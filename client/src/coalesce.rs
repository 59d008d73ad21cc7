//! Trailing-edge throttle for outbound entity updates.
//!
//! The first patch after an idle period goes out immediately and opens a
//! window of length `W`. Patches enqueued while the window is open merge into
//! a pending map keyed by collection and entity id, last write winning per
//! field. When the window elapses the pending patches flush and a new window
//! opens; an empty flush closes the window so the next patch is sent at once.
//!
//! For one entity under continuous mutation the wire therefore sees at most
//! one update per window, and the last flushed patch carries the last value.

#[cfg(test)]
#[path = "coalesce_test.rs"]
mod coalesce_test;

use std::time::{Duration, Instant};

use frames::{Collection, Data};
use serde_json::Value;
use tracing::debug;

/// An update ready to be sent.
#[derive(Debug, Clone, PartialEq)]
pub struct Outgoing {
    pub collection: Collection,
    pub patch: Data,
}

#[derive(Debug)]
struct Batch {
    collection: Collection,
    /// Entity id and merged patch, in first-enqueued order.
    entries: Vec<(String, Data)>,
}

/// Per-client coalescing queue.
#[derive(Debug)]
pub struct CoalesceQueue {
    window: Duration,
    /// End of the open window, if one is open.
    window_end: Option<Instant>,
    batches: Vec<Batch>,
}

impl CoalesceQueue {
    #[must_use]
    pub fn new(window: Duration) -> Self {
        Self { window, window_end: None, batches: Vec::new() }
    }

    /// Whether a window is currently open.
    #[must_use]
    pub fn is_window_open(&self) -> bool {
        self.window_end.is_some()
    }

    /// When [`CoalesceQueue::poll_at`] next has work to do.
    #[must_use]
    pub fn deadline(&self) -> Option<Instant> {
        self.window_end
    }

    /// Number of entity patches waiting for the window to close.
    #[must_use]
    pub fn pending_len(&self) -> usize {
        self.batches.iter().map(|b| b.entries.len()).sum()
    }

    /// Enqueue a patch. Returns it back for immediate sending when no window
    /// is open, and opens one.
    ///
    /// Patches without a string `id` cannot be keyed and always go out
    /// immediately.
    pub fn enqueue_at(&mut self, collection: Collection, patch: Data, now: Instant) -> Option<Outgoing> {
        let Some(id) = patch.get("id").and_then(Value::as_str).map(str::to_owned) else {
            debug!(%collection, "patch without id bypasses coalescing");
            return Some(Outgoing { collection, patch });
        };

        if self.window_end.is_none() {
            self.window_end = Some(now + self.window);
            return Some(Outgoing { collection, patch });
        }

        let batch = self.batch_mut(collection);
        match batch.entries.iter_mut().find(|(key, _)| *key == id) {
            Some((_, merged)) => merged.extend(patch),
            None => batch.entries.push((id, patch)),
        }
        None
    }

    /// Flush if the window has elapsed.
    ///
    /// Returns the patches to send, in collection then first-enqueued order.
    /// A non-empty flush re-opens the window; an empty one closes it.
    pub fn poll_at(&mut self, now: Instant) -> Vec<Outgoing> {
        match self.window_end {
            Some(end) if now >= end => {}
            _ => return Vec::new(),
        }

        let flushed: Vec<Outgoing> = self
            .batches
            .drain(..)
            .flat_map(|batch| {
                let collection = batch.collection;
                batch.entries.into_iter().map(move |(_, patch)| Outgoing { collection, patch })
            })
            .collect();

        self.window_end = if flushed.is_empty() { None } else { Some(now + self.window) };
        flushed
    }

    /// Drop everything and close the window.
    pub fn clear(&mut self) {
        self.batches.clear();
        self.window_end = None;
    }

    fn batch_mut(&mut self, collection: Collection) -> &mut Batch {
        let index = match self.batches.iter().position(|b| b.collection == collection) {
            Some(i) => i,
            None => {
                self.batches.push(Batch { collection, entries: Vec::new() });
                self.batches.len() - 1
            }
        };
        &mut self.batches[index]
    }
}
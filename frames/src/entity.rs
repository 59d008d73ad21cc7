//! Entity record and the whitelisted partial update applied to it.

use serde::{Deserialize, Serialize};
use serde_json::Value;

use crate::{Data, ProtocolError};

/// Plain document shape of a diagram entity as stored and transmitted.
///
/// `drawType`, `name` and `color` default to empty so minimal records (id,
/// diagram, class, geometry) are accepted; an empty `drawType` resolves to the
/// record's `class` when a renderer is looked up.
#[derive(Debug, Clone, PartialEq, Serialize, Deserialize)]
#[serde(rename_all = "camelCase")]
pub struct EntityRecord {
    #[serde(default)]
    pub id: String,
    #[serde(alias = "diagramID")]
    pub diagram_id: String,
    pub class: String,
    #[serde(default)]
    pub draw_type: String,
    #[serde(default)]
    pub name: String,
    #[serde(default)]
    pub color: String,
    #[serde(default, skip_serializing_if = "Option::is_none")]
    pub color2: Option<String>,
    #[serde(default)]
    pub pos_x: f64,
    #[serde(default)]
    pub pos_y: f64,
    #[serde(default = "default_size")]
    pub size: f64,
    #[serde(default)]
    pub angle: f64,
    #[serde(default)]
    pub has_controller: bool,
    #[serde(default, skip_serializing_if = "Option::is_none")]
    pub controller_id: Option<String>,
}

fn default_size() -> f64 {
    1.0
}

impl EntityRecord {
    /// Minimal record with geometry at the origin.
    #[must_use]
    pub fn new(id: impl Into<String>, diagram_id: impl Into<String>, class: impl Into<String>) -> Self {
        Self {
            id: id.into(),
            diagram_id: diagram_id.into(),
            class: class.into(),
            draw_type: String::new(),
            name: String::new(),
            color: String::new(),
            color2: None,
            pos_x: 0.0,
            pos_y: 0.0,
            size: default_size(),
            angle: 0.0,
            has_controller: false,
            controller_id: None,
        }
    }

    /// Renderer key: `drawType`, falling back to `class` when unset.
    #[must_use]
    pub fn draw_key(&self) -> &str {
        if self.draw_type.is_empty() { &self.class } else { &self.draw_type }
    }

    /// Merge every field present in `patch` into this record.
    ///
    /// Returns `true` if a projected attribute (`posX`, `posY`, `size`,
    /// `angle`) changed.
    pub fn apply(&mut self, patch: &EntityPatch) -> bool {
        let mut moved = false;
        if let Some(v) = &patch.diagram_id {
            self.diagram_id.clone_from(v);
        }
        if let Some(v) = &patch.class {
            self.class.clone_from(v);
        }
        if let Some(v) = &patch.draw_type {
            self.draw_type.clone_from(v);
        }
        if let Some(v) = &patch.name {
            self.name.clone_from(v);
        }
        if let Some(v) = &patch.color {
            self.color.clone_from(v);
        }
        if let Some(v) = &patch.color2 {
            self.color2 = Some(v.clone());
        }
        for (slot, value) in [
            (&mut self.pos_x, patch.pos_x),
            (&mut self.pos_y, patch.pos_y),
            (&mut self.size, patch.size),
            (&mut self.angle, patch.angle),
        ] {
            if let Some(v) = value {
                moved |= (*slot - v).abs() > f64::EPSILON;
                *slot = v;
            }
        }
        if let Some(v) = patch.has_controller {
            self.has_controller = v;
            if !v {
                self.controller_id = None;
            }
        }
        if patch.controller_id.is_some() {
            self.controller_id.clone_from(&patch.controller_id);
        }
        moved
    }

    /// Serialize to a flat JSON object.
    ///
    /// # Errors
    ///
    /// Returns [`ProtocolError::InvalidPayload`] if a float is not finite.
    pub fn to_data(&self) -> Result<Data, ProtocolError> {
        to_object(self)
    }

    /// Parse a record from a JSON object.
    ///
    /// # Errors
    ///
    /// Returns [`ProtocolError::InvalidPayload`] when required fields are
    /// missing or mistyped.
    pub fn from_data(data: &Data) -> Result<Self, ProtocolError> {
        serde_json::from_value(Value::Object(data.clone()))
            .map_err(|e| ProtocolError::InvalidPayload(e.to_string()))
    }
}

/// Partial entity update restricted to the mutable field whitelist.
///
/// Unknown fields fail deserialization instead of being merged into the
/// record.
#[derive(Debug, Clone, Default, PartialEq, Serialize, Deserialize)]
#[serde(rename_all = "camelCase", deny_unknown_fields)]
pub struct EntityPatch {
    pub id: String,
    #[serde(default, alias = "diagramID", skip_serializing_if = "Option::is_none")]
    pub diagram_id: Option<String>,
    #[serde(default, skip_serializing_if = "Option::is_none")]
    pub class: Option<String>,
    #[serde(default, skip_serializing_if = "Option::is_none")]
    pub draw_type: Option<String>,
    #[serde(default, skip_serializing_if = "Option::is_none")]
    pub name: Option<String>,
    #[serde(default, skip_serializing_if = "Option::is_none")]
    pub color: Option<String>,
    #[serde(default, skip_serializing_if = "Option::is_none")]
    pub color2: Option<String>,
    #[serde(default, skip_serializing_if = "Option::is_none")]
    pub pos_x: Option<f64>,
    #[serde(default, skip_serializing_if = "Option::is_none")]
    pub pos_y: Option<f64>,
    #[serde(default, skip_serializing_if = "Option::is_none")]
    pub size: Option<f64>,
    #[serde(default, skip_serializing_if = "Option::is_none")]
    pub angle: Option<f64>,
    #[serde(default, skip_serializing_if = "Option::is_none")]
    pub has_controller: Option<bool>,
    #[serde(default, skip_serializing_if = "Option::is_none")]
    pub controller_id: Option<String>,
}

impl EntityPatch {
    #[must_use]
    pub fn new(id: impl Into<String>) -> Self {
        Self { id: id.into(), ..Self::default() }
    }

    #[must_use]
    pub fn with_diagram(mut self, diagram_id: impl Into<String>) -> Self {
        self.diagram_id = Some(diagram_id.into());
        self
    }

    #[must_use]
    pub fn with_position(mut self, pos_x: f64, pos_y: f64) -> Self {
        self.pos_x = Some(pos_x);
        self.pos_y = Some(pos_y);
        self
    }

    #[must_use]
    pub fn with_angle(mut self, angle: f64) -> Self {
        self.angle = Some(angle);
        self
    }

    /// Control fields as the server broadcasts them.
    #[must_use]
    pub fn with_controller(mut self, controller_id: Option<String>) -> Self {
        self.has_controller = Some(controller_id.is_some());
        self.controller_id = controller_id;
        self
    }

    /// Whether the patch touches a field that affects the screen projection.
    #[must_use]
    pub fn touches_projection(&self) -> bool {
        self.pos_x.is_some() || self.pos_y.is_some() || self.size.is_some() || self.angle.is_some()
    }

    /// Whether the patch sets any field besides its `id` and `diagramId`.
    #[must_use]
    pub fn has_changes(&self) -> bool {
        self.class.is_some()
            || self.draw_type.is_some()
            || self.name.is_some()
            || self.color.is_some()
            || self.color2.is_some()
            || self.touches_projection()
            || self.has_controller.is_some()
            || self.controller_id.is_some()
    }

    /// Drop control fields. Only the control verbs may change them.
    pub fn strip_control(&mut self) {
        self.has_controller = None;
        self.controller_id = None;
    }

    /// Parse and validate a patch against the whitelist.
    ///
    /// # Errors
    ///
    /// Returns [`ProtocolError::InvalidPayload`] for unknown fields, a missing
    /// `id`, or mistyped values.
    pub fn from_data(data: &Data) -> Result<Self, ProtocolError> {
        serde_json::from_value(Value::Object(data.clone()))
            .map_err(|e| ProtocolError::InvalidPayload(e.to_string()))
    }

    /// Serialize to a flat JSON object containing only the set fields.
    ///
    /// # Errors
    ///
    /// Returns [`ProtocolError::InvalidPayload`] if a float is not finite.
    pub fn to_data(&self) -> Result<Data, ProtocolError> {
        to_object(self)
    }
}

/// Identity of an entity inside a diagram, as carried by `entity_remove`.
#[derive(Debug, Clone, PartialEq, Eq, Serialize, Deserialize)]
#[serde(rename_all = "camelCase")]
pub struct EntityRef {
    pub id: String,
    #[serde(default, alias = "diagramID", skip_serializing_if = "Option::is_none")]
    pub diagram_id: Option<String>,
}

fn to_object<T: Serialize>(value: &T) -> Result<Data, ProtocolError> {
    match serde_json::to_value(value) {
        Ok(Value::Object(map)) => Ok(map),
        Ok(other) => Err(ProtocolError::InvalidPayload(format!("expected object, got {other}"))),
        Err(e) => Err(ProtocolError::InvalidPayload(e.to_string())),
    }
}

= Required action =
Examine the records and pull out every line where the string "Instant" occurs.

= Your solution =
use std::time::{Duration, Instant};
    window_end: Option<Instant>,
    pub fn deadline(&self) -> Option<Instant> {
    pub fn enqueue_at(&mut self, collection: Collection, patch: Data, now: Instant) -> Option<Outgoing> {
    pub fn poll_at(&mut self, now: Instant) -> Vec<Outgoing> {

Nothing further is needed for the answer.